-------- PROVIDED MATERIAL

//! The archive as a file system: path lookups, directory listings,
//! and file reads.
//!
//! Paths are absolute and `/`-separated: `/` is the root,
//! `/dir/file.txt` is `dir/file.txt` in the archive.
//! Directories exist wherever some entry implies them,
//! whether or not the archive has an entry for the directory itself.

use std::collections::BTreeMap;
use std::path::Path;
use std::sync::Arc;

use camino::Utf8PathBuf;
use chrono::NaiveDateTime;
use log::*;

use crate::archive::{CompressionMethod, Entry, ZipArchive};
use crate::file::*;
use crate::result::*;
use crate::source::ReadAt;
use crate::trie::PathTrie;

/// Mode of directories that only exist because of their contents
const SYNTHETIC_DIR_MODE: u32 = 0o755;
/// Mode of the root directory
const ROOT_MODE: u32 = 0o777;

/// Something paths can be opened in.
pub trait FileSystem {
    /// Opens the file or directory at the absolute path `path`.
    fn open(&self, path: &str) -> ZipResult<File>;
}

impl<F: FileSystem + ?Sized> FileSystem for &F {
    fn open(&self, path: &str) -> ZipResult<File> {
        (**self).open(path)
    }
}

impl<F: FileSystem + ?Sized> FileSystem for Box<F> {
    fn open(&self, path: &str) -> ZipResult<File> {
        (**self).open(path)
    }
}

impl<F: FileSystem + ?Sized> FileSystem for Arc<F> {
    fn open(&self, path: &str) -> ZipResult<File> {
        (**self).open(path)
    }
}

/// What a path in the archive leads to
#[derive(Debug)]
enum Node {
    /// Index into the archive's entries
    File(usize),
    Directory(Arc<DirNode>),
}

#[derive(Debug)]
struct DirNode {
    info: FileInfo,
    /// Immediate children, named relative to the directory, sorted by name
    children: Arc<[FileInfo]>,
}

/// A read-only file system over the contents of a ZIP archive.
///
/// Everything is indexed up front, so opening files afterwards
/// is just a lookup, and any number of threads can do it at once.
pub struct ZipFileSystem {
    archive: ZipArchive,
    paths: PathTrie<Node>,
    seekable: bool,
}

impl ZipFileSystem {
    /// Indexes the archive. Stored (uncompressed) files can be seeked
    /// since they're read straight from the archive's source.
    pub fn new(archive: ZipArchive) -> Self {
        Self::build(archive, true)
    }

    /// Like `new()`, but every file is opened as a front-to-back stream.
    pub fn without_seeking(archive: ZipArchive) -> Self {
        Self::build(archive, false)
    }

    /// Opens the archive at `path`.
    pub fn open_path<P: AsRef<Path>>(path: P) -> ZipResult<Self> {
        let path = path.as_ref();
        info!("Opening archive {}", path.display());
        let file = std::fs::File::open(path)?;
        Ok(Self::new(ZipArchive::new(file)?))
    }

    /// Opens the archive appended to the running executable.
    pub fn embedded() -> ZipResult<Self> {
        Ok(Self::new(ZipArchive::embedded()?))
    }

    /// Opens an archive from any source, ignoring whatever precedes it.
    pub fn from_source<R: ReadAt + 'static>(source: R) -> ZipResult<Self> {
        Ok(Self::new(ZipArchive::with_prepended_data(source)?.0))
    }

    fn build(archive: ZipArchive, seekable: bool) -> Self {
        let built_at = chrono::Local::now().naive_local();
        let mut paths = PathTrie::new();

        // Archive-relative directory paths ("" is the root),
        // mapped to their own entry if the archive has one.
        let mut directories: BTreeMap<String, Option<usize>> = BTreeMap::new();
        directories.insert(String::new(), None);

        for (index, entry) in archive.entries().iter().enumerate() {
            let relative = match relative_path(entry) {
                Some(r) => r,
                None => {
                    warn!("Skipping entry with unusable path {:?}", entry.name());
                    continue;
                }
            };

            for (i, _) in relative.match_indices('/') {
                directories.entry(relative[..i].to_owned()).or_insert(None);
            }

            if entry.is_dir() {
                directories.insert(relative.to_owned(), Some(index));
            } else if paths
                .insert(&format!("/{relative}"), Node::File(index))
                .is_some()
            {
                warn!("Duplicate entry for {}, using the last one", relative);
            }
        }

        // Children sort after their parents, so going backwards
        // means every subdirectory is in the trie before its parent is listed.
        for (relative, own_entry) in directories.iter().rev() {
            let key = format!("/{relative}");
            let children_prefix = if relative.is_empty() {
                String::from("/")
            } else {
                format!("/{relative}/")
            };

            let mut children: Vec<FileInfo> = paths
                .prefix_search(&children_prefix)
                .into_iter()
                .filter_map(|child| {
                    let name = &child[children_prefix.len()..];
                    if name.is_empty() || name.contains('/') {
                        return None;
                    }
                    match paths.get(&child)? {
                        Node::File(i) => Some(FileInfo::from_entry(&archive.entries()[*i], name)),
                        Node::Directory(d) => Some(d.info.renamed(name)),
                    }
                })
                .collect();
            children.sort_by(|a, b| a.name().cmp(b.name()));

            let info = dir_info(relative, own_entry.map(|i| &archive.entries()[i]), built_at);
            trace!("{} has {} children", key, children.len());
            let dir = DirNode {
                info,
                children: children.into(),
            };
            if let Some(Node::File(_)) = paths.insert(&key, Node::Directory(Arc::new(dir))) {
                warn!("{} is both a file and a directory, keeping the directory", key);
            }
        }

        debug!(
            "Indexed {} paths from {} entries",
            paths.len(),
            archive.entries().len()
        );
        Self {
            archive,
            paths,
            seekable,
        }
    }

    /// The archive being served
    pub fn archive(&self) -> &ZipArchive {
        &self.archive
    }

    /// Stats a path without opening it.
    pub fn stat(&self, path: &str) -> ZipResult<FileInfo> {
        match self.lookup(path)? {
            Node::File(i) => {
                let entry = &self.archive.entries()[*i];
                Ok(FileInfo::from_entry(entry, base_name(path)))
            }
            Node::Directory(d) => Ok(d.info.clone()),
        }
    }

    /// Every file and directory path starting with `prefix`, shortest first.
    pub fn paths_with_prefix(&self, prefix: &str) -> Vec<String> {
        self.paths.prefix_search(prefix)
    }

    /// Every path containing the characters of `pattern` in order, shortest first.
    pub fn fuzzy_find(&self, pattern: &str) -> Vec<String> {
        self.paths.fuzzy_search(pattern)
    }

    fn lookup(&self, path: &str) -> ZipResult<&Node> {
        if !path.starts_with('/') {
            return Err(ZipError::NotFound(path.into()));
        }
        self.paths
            .get(path)
            .ok_or_else(|| ZipError::NotFound(path.into()))
    }

    fn open_file(&self, path: &str, entry: &Entry) -> ZipResult<File> {
        let info = FileInfo::from_entry(entry, base_name(path));
        let path = Utf8PathBuf::from(path);

        if self.seekable
            && entry.compression_method == CompressionMethod::Stored
            && !entry.encrypted
        {
            debug!("Opening {} in place", path);
            let section = self.archive.raw(entry)?;
            if section.len() != entry.size {
                return Err(ZipError::InvalidArchive(
                    "Stored entry's compressed and uncompressed sizes differ",
                ));
            }
            return Ok(File::Seekable(SeekableFile {
                path,
                info,
                section,
            }));
        }

        debug!("Opening {} as a stream", path);
        let reader = self.archive.read(entry)?;
        Ok(File::Stream(StreamFile { path, info, reader }))
    }
}

impl FileSystem for ZipFileSystem {
    fn open(&self, path: &str) -> ZipResult<File> {
        match self.lookup(path)? {
            Node::File(i) => self.open_file(path, &self.archive.entries()[*i]),
            Node::Directory(d) => Ok(File::Directory(DirHandle::new(
                path.into(),
                d.info.clone(),
                d.children.clone(),
            ))),
        }
    }
}

impl std::fmt::Debug for ZipFileSystem {
    fn fmt(&self, f: &mut std::fmt::Formatter<'_>) -> std::fmt::Result {
        f.debug_struct("ZipFileSystem")
            .field("entries", &self.archive.entries().len())
            .field("paths", &self.paths.len())
            .field("seekable", &self.seekable)
            .finish()
    }
}

/// The entry's path relative to the archive root, without a trailing slash,
/// or `None` if it's empty or has `.`, `..`, or empty components.
fn relative_path(entry: &Entry) -> Option<&str> {
    let trimmed = entry.name().trim_start_matches('/').trim_end_matches('/');
    if trimmed.is_empty() {
        return None;
    }
    let usable = trimmed
        .split('/')
        .all(|part| !part.is_empty() && part != "." && part != "..");
    usable.then_some(trimmed)
}

/// Last component of a path, with or without a leading slash,
/// or `/` for the root.
fn base_name(path: &str) -> &str {
    match path.trim_end_matches('/').rsplit('/').next() {
        Some(base) if !base.is_empty() => base,
        _ => "/",
    }
}

fn dir_info(relative: &str, own_entry: Option<&Entry>, built_at: NaiveDateTime) -> FileInfo {
    if relative.is_empty() {
        return FileInfo::synthetic_dir("/", built_at, ROOT_MODE);
    }
    let name = base_name(relative);
    match own_entry {
        Some(entry) => {
            let mut info = FileInfo::from_entry(entry, name);
            // An entry flagged as a directory only by its attributes
            // still gets listed as one.
            if !info.is_dir() {
                info = FileInfo::synthetic_dir(name, entry.last_modified, entry.permissions());
            }
            info
        }
        None => FileInfo::synthetic_dir(name, built_at, SYNTHETIC_DIR_MODE),
    }
}

/// Serves another file system under a fixed path prefix:
/// opening `/x` opens `<prefix>/x` in the inner one.
#[derive(Debug, Clone)]
pub struct Prefixed<F> {
    prefix: String,
    inner: F,
}

/// Mounts `inner` so that `prefix` becomes its root.
///
/// The prefix is normalized to `/a/b` form, so `"a/b/"`, `"/a/b"`, and `"a/b"`
/// are all the same.
pub fn prefix<F: FileSystem>(prefix: &str, inner: F) -> Prefixed<F> {
    let trimmed = prefix.trim_matches('/');
    let prefix = if trimmed.is_empty() {
        String::new()
    } else {
        format!("/{trimmed}")
    };
    Prefixed { prefix, inner }
}

impl<F> Prefixed<F> {
    /// The normalized prefix (empty for the root)
    pub fn prefix(&self) -> &str {
        &self.prefix
    }

    pub fn into_inner(self) -> F {
        self.inner
    }

    fn rewrite(&self, path: &str) -> String {
        let joined = format!("{}/{}", self.prefix, path.trim_start_matches('/'));
        let trimmed = joined.trim_end_matches('/');
        if trimmed.is_empty() {
            String::from("/")
        } else {
            trimmed.to_owned()
        }
    }
}

impl<F: FileSystem> FileSystem for Prefixed<F> {
    fn open(&self, path: &str) -> ZipResult<File> {
        self.inner.open(&self.rewrite(path))
    }
}

/// Opens the archive at `path`, or if that fails for any reason,
/// the one appended to the running executable.
///
/// This is handy for programs that ship their assets inside themselves
/// but can be pointed at a loose archive during development.
/// If both fail, the error from the embedded archive is returned.
pub fn open_or_embedded<P: AsRef<Path>>(path: P) -> ZipResult<ZipFileSystem> {
    let path = path.as_ref();
    match ZipFileSystem::open_path(path) {
        Ok(fs) => Ok(fs),
        Err(e) => {
            warn!(
                "Couldn't open {} ({}), looking for an embedded archive",
                path.display(),
                e
            );
            ZipFileSystem::embedded()
        }
    }
}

----------------

HOW TO COMPLETE THIS TASK => What lines in the data include the string "ReadAt"? Copy each one.

SOLUTION =>
use crate::source::ReadAt;
    pub fn from_source<R: ReadAt + 'static>(source: R) -> ZipResult<Self> {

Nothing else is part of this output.